Moreover, launching a human rights crusade without the means to achieve the end is little more than an act of moral vanity. Unfortunately, the U.S. government has no ability to protect North Koreans from their own government.

As long as security issues remain unresolved, Pyongyang is unlikely to even address human rights. DPRK officials would likely see more intense human rights demands as further evidence of attempted regime change.

As oft has been said, even paranoids have enemies. The North has watched the U.S. routinely overthrow the latter’s adversaries. Openly attempting to overthrow Kim Jong-un would make him dig in further to resist any liberalization.

Moreover, prioritizing human rights and regime change would push the People’s Republic of China back toward the North. The PRC has been frustrated with its small ally, but is not going to punish the North to improve the latter’s human rights practices. The PRC might seek its own variant of regime change, yielding a more predictable, responsible authoritarian government ready to cooperate with its big neighbor.

Indeed, Western governments should be careful what they wish for. The prime question for regime change should be: compared to what? Both Iraq and Libya have demonstrated how removing a dictator can create greater hardship for oppressed peoples and security threats for other nations.

As I wrote for Forbes: “a messy denouement to the Kim regime would invite military intervention by South Korea, the U.S., and China, creating an explosive situation. Or Kim might be replaced by a less confrontational dictator more willing to respect the PRC’s interests—indeed, one supported by if not elevated by Beijing.”

Such a regime might continue to oppress the North Korean people, maintain threatening weapons programs, and challenge the Republic of Korea, while enjoying China’s support.

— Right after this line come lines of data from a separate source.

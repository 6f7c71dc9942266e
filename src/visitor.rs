use crate::{
    gcref::{GcRef, Member, WeakMember},
    header::{AccessMode, HeapObjectHeader},
    heap::HeapBase,
    internal::trace_trait::{TraceDescriptor, TraceTrait},
    liveness_broker::WeakCallback,
};

/// Receiver of the references reported by trace callbacks.
pub trait VisitorTrait {
    fn heap(&self) -> &HeapBase;

    /// Strong reference to the object described by `descriptor`.
    fn visit(&mut self, this: *const u8, descriptor: TraceDescriptor);

    /// Weak reference to `this`. `callback` is invoked with `parameter` once liveness of
    /// `this` is known.
    fn visit_weak(
        &mut self,
        this: *const u8,
        descriptor: TraceDescriptor,
        callback: WeakCallback,
        parameter: *const u8,
    );

    fn visit_conservative(&mut self, from: *const *const u8, to: *const *const u8);

    fn register_weak_callback(&mut self, callback: WeakCallback, parameter: *const u8);
}

/// Handle passed to every trace callback.
pub struct Visitor<'a> {
    pub(crate) vis: &'a mut dyn VisitorTrait,
}

impl<'a> Visitor<'a> {
    pub fn new(vis: &'a mut dyn VisitorTrait) -> Self {
        Self { vis }
    }

    pub fn heap(&self) -> &HeapBase {
        self.vis.heap()
    }

    /// Trace method for raw pointers. Prefer the versions for managed pointers.
    ///
    /// # Safety
    /// `t` must be null or point at the payload of a live heap object of type `T`.
    pub unsafe fn trace<T: TraceTrait>(&mut self, t: *const T) {
        if t.is_null() {
            return;
        }
        self.vis
            .visit(t.cast(), <T as TraceTrait>::get_trace_descriptor(t.cast()))
    }

    /// Trace method for inlined objects that are not allocated themselves but
    /// otherwise follow managed heap layout and have a trace() method.
    pub fn trace_ref<T: TraceTrait>(&mut self, object: &T) {
        <T as TraceTrait>::trace(object, self);
    }

    pub fn trace_gcref<T: TraceTrait>(&mut self, object: GcRef<T>) {
        unsafe { self.trace(object.as_ptr() as *const T) }
    }

    pub fn trace_member<T: TraceTrait>(&mut self, member: &Member<T>) {
        unsafe { self.trace(member.get() as *const T) }
    }

    pub fn trace_weak_member<T: TraceTrait>(&mut self, member: &WeakMember<T>) {
        let target = member.get();
        if target.is_null() {
            return;
        }
        // Objects under construction can not be traced through their type yet.
        let header = unsafe { &*HeapObjectHeader::from_payload(target.cast()) };
        let descriptor = if header.is_in_construction(AccessMode::Atomic) {
            TraceDescriptor::not_fully_constructed(<T as TraceTrait>::trace_)
        } else {
            <T as TraceTrait>::get_trace_descriptor(target.cast())
        };
        self.vis.visit_weak(
            target.cast(),
            descriptor,
            WeakMember::<T>::clear_if_dead,
            member as *const WeakMember<T> as *const u8,
        );
    }

    /// Traces a reference that may point anywhere inside an object. Addresses outside
    /// of the heap and free objects are ignored.
    pub fn trace_interior(&mut self, address: *const u8) {
        if let Some(descriptor) = self.vis.heap().trace_descriptor_for_inner(address) {
            self.vis.visit(address, descriptor);
        }
    }

    /// Treats every word in `[from, to)` as a potential pointer into the heap.
    pub fn trace_conservatively(&mut self, from: *const u8, to: *const u8) {
        self.vis.visit_conservative(from.cast(), to.cast());
    }

    pub fn register_weak_callback(&mut self, callback: WeakCallback, parameter: *const u8) {
        self.vis.register_weak_callback(callback, parameter);
    }
}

In which case the West would end up entrenching the system which it had hoped to destroy.

There are no easy answers when it comes to the DPRK. However, the West’s priority should remain to diminish the security threats posed by Pyongyang.

Progress in this area would improve conditions for eventual political and human rights reform. Frustration with North Korea should not lead the West to allow the perfect to become enemy of the good.